Pour en revenir plus spécifiquement au régime local d’assurance maladie, la cotisation est due par tous les salariés du secteur privé et les contractuels de droit public qui exercent leur activité dans l’un des trois départements. Les textes prévoient également qu’elle est acquittée par ceux qui travaillent en dehors de l’Alsace-Moselle si le siège social de leur entreprise est situé dans ces départements.

Cependant, comme l’a souligné la Cour des comptes, cette dernière disposition est difficilement applicable en pratique. C’est pourquoi la présente proposition de loi permet aussi de simplifier les critères d’affiliation, afin de mettre en conformité la pratique et les textes. Nous sommes également favorables à cette mesure, d’autant que la suppression du principe d’affiliation des salariés travaillant en dehors de l’Alsace-Moselle est heureusement assortie d’une clause de sauvegarde, ceux qui étaient affiliés au 31 décembre 2011 conservant le bénéfice de ce régime.

S’agissant de la gouvernance, seuls des représentants de l’instance de gestion du régime local d’assurance maladie d’Alsace-Moselle, d’une part, et de la Fédération nationale de la mutualité française, d’autre part, viendront compléter le conseil d’administration de la CARSAT, composé donc de vingt et un membres. On peut d’ailleurs regretter que les représentants des familles et du personnel ne disposent, comme c’est souvent le cas, que d’une voix consultative. Plus que jamais, la démocratie sociale doit prendre en compte la voix des affiliés cotisants et des institutions représentatives du personnel, qui ne peuvent se faire entendre suffisamment.

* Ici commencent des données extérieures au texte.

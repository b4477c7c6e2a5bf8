//! Authentication module
//!
//! Verifies OIDC access tokens issued by an external identity provider and
//! turns them into an [`AuthenticatedUser`].
//!
//! The pipeline runs in a fixed order, short-circuiting on the first failure:
//!
//! 1. [`source`] pulls the raw token out of the request (bearer header or cookie)
//! 2. [`token`] splits and decodes the header without trusting it
//! 3. [`jwks`] resolves the header `kid` against the issuer's key set
//! 4. [`verifier`] checks the signature over the signing input
//! 5. [`claims`] enforces expiry, issuer, token use and client id

use async_trait::async_trait;
use hyper::StatusCode;
use std::collections::HashMap;
use thiserror::Error;

pub mod claims;
pub mod jwks;
pub mod jwt;
pub mod source;
pub mod token;
pub mod verifier;

pub use claims::{AuthenticatedUser, Claims, ClaimsPolicy, ClaimsValidator};
pub use jwks::{CachePolicy, JwksKeyStore, KeySet, KeyStore, StaticKeyStore};
pub use jwt::JwtAuthenticator;
pub use source::TokenSource;
pub use token::{TokenStage, UnverifiedToken, VerifiedToken};

/// Authentication errors
///
/// Every variant is terminal for the request. [`AuthError::status`] and
/// [`AuthError::detail`] give what the caller is allowed to see; the
/// `Display` text is for logs only.
#[derive(Error, Debug)]
pub enum AuthError {
    #[error("Missing authentication")]
    MissingCredential,

    #[error("Malformed token ({stage}): {reason}")]
    MalformedToken { stage: TokenStage, reason: String },

    #[error("Signing key not found: {0}")]
    UnknownKey(String),

    #[error("JWKS fetch error: {0}")]
    KeyFetch(String),

    #[error("Invalid signature")]
    InvalidSignature,

    #[error("Token expired")]
    TokenExpired,

    #[error("Invalid issuer")]
    InvalidIssuer,

    #[error("Invalid token use")]
    InvalidTokenUse,

    #[error("Invalid client id")]
    InvalidClient,

    #[error("Invalid claims: {0}")]
    ClaimShape(String),
}

impl AuthError {
    pub(crate) fn malformed(stage: TokenStage, reason: impl Into<String>) -> Self {
        AuthError::MalformedToken {
            stage,
            reason: reason.into(),
        }
    }

    /// HTTP status the caller receives
    ///
    /// Header-stage parse failures are 403 ("not a JWT at all"), while
    /// structural failures after the header decoded are 401 ("JWT, but
    /// untrusted").
    pub fn status(&self) -> StatusCode {
        match self {
            AuthError::MalformedToken {
                stage: TokenStage::Header,
                ..
            } => StatusCode::FORBIDDEN,
            AuthError::ClaimShape(_) => StatusCode::FORBIDDEN,
            AuthError::KeyFetch(_) => StatusCode::INTERNAL_SERVER_ERROR,
            _ => StatusCode::UNAUTHORIZED,
        }
    }

    /// Generic, client-safe detail string
    pub fn detail(&self) -> &'static str {
        match self {
            AuthError::MissingCredential => "Not authenticated",
            AuthError::MalformedToken {
                stage: TokenStage::Header,
                ..
            } => "Invalid token header",
            AuthError::MalformedToken { .. } => "Invalid token",
            AuthError::UnknownKey(_) => "Public key not found",
            AuthError::KeyFetch(_) => "Internal server error",
            AuthError::InvalidSignature => "Signature verification failed",
            AuthError::TokenExpired => "Token is expired",
            AuthError::InvalidIssuer => "Invalid issuer",
            AuthError::InvalidTokenUse => "Invalid token use",
            AuthError::InvalidClient => "Invalid client ID",
            AuthError::ClaimShape(_) => "Invalid token claims",
        }
    }

    /// Stable label for logs and metrics
    pub fn kind(&self) -> &'static str {
        match self {
            AuthError::MissingCredential => "missing_credential",
            AuthError::MalformedToken { .. } => "malformed_token",
            AuthError::UnknownKey(_) => "unknown_key",
            AuthError::KeyFetch(_) => "key_fetch",
            AuthError::InvalidSignature => "invalid_signature",
            AuthError::TokenExpired => "token_expired",
            AuthError::InvalidIssuer => "invalid_issuer",
            AuthError::InvalidTokenUse => "invalid_token_use",
            AuthError::InvalidClient => "invalid_client",
            AuthError::ClaimShape(_) => "claim_shape",
        }
    }
}

/// Authenticator trait
#[async_trait]
pub trait Authenticator: Send + Sync {
    /// Authenticate a request
    async fn authenticate(&self, request: &AuthRequest) -> Result<AuthenticatedUser, AuthError>;
}

/// Authentication request context
///
/// Header names are stored lowercase. Repeated `cookie` headers are joined
/// with `"; "` by the server before they land here.
#[derive(Debug, Default, Clone)]
pub struct AuthRequest {
    pub headers: HashMap<String, String>,
    pub method: String,
    pub path: String,
}

impl AuthRequest {
    /// Get header value by name (case-insensitive)
    pub fn header(&self, name: &str) -> Option<&str> {
        self.headers
            .get(&name.to_ascii_lowercase())
            .map(String::as_str)
    }

    /// Add a header, lowercasing its name
    #[must_use]
    pub fn with_header(mut self, name: &str, value: impl Into<String>) -> Self {
        self.headers.insert(name.to_ascii_lowercase(), value.into());
        self
    }
}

Pour ce qui concerne les articles 2 et 3, relatifs, respectivement, au RSI et au Conseil supérieur de la mutualité, j’aurai moins de remarques à formuler.

Pour le RSI, il ne s’agit finalement que de prolonger le mandat des administrateurs en place jusqu’au 30 novembre 2012, soit après l’élection présidentielle, de manière à repenser la gouvernance de ce régime, qui visiblement pose un vrai problème, et à tenir compte de la contestation des représentants des professions libérales à cet égard. C’est donc une formule de sagesse.

En ce qui concerne le Conseil supérieur de la mutualité, une volonté de simplification, tout à fait compréhensible, explique la mise en place d’un système de désignation, plutôt qu’une élection, par les fédérations et unions de la mutualité, désignation dont les modalités sont renvoyées à un décret en Conseil d’État.

Cependant, on peut s’interroger sur la portée symbolique de ce choix. En effet, il n’est jamais bon de transformer un vote, expression de la démocratie, en une désignation, quand bien même, comme dans le cas précis du Conseil supérieur de la mutualité, toutes les fédérations garderaient un siège et que les membres désignés devraient répondre à un certain nombre de critères.

Cela étant, pour toutes les raisons que je viens d’évoquer, mon groupe, vous l’aurez bien compris, mes chers collègues, votera ce texte, dont une bonne partie reprend l’amendement que nous avions déposé sur le projet de loi de financement de la sécurité sociale pour 2012, ainsi que notre propre proposition de loi.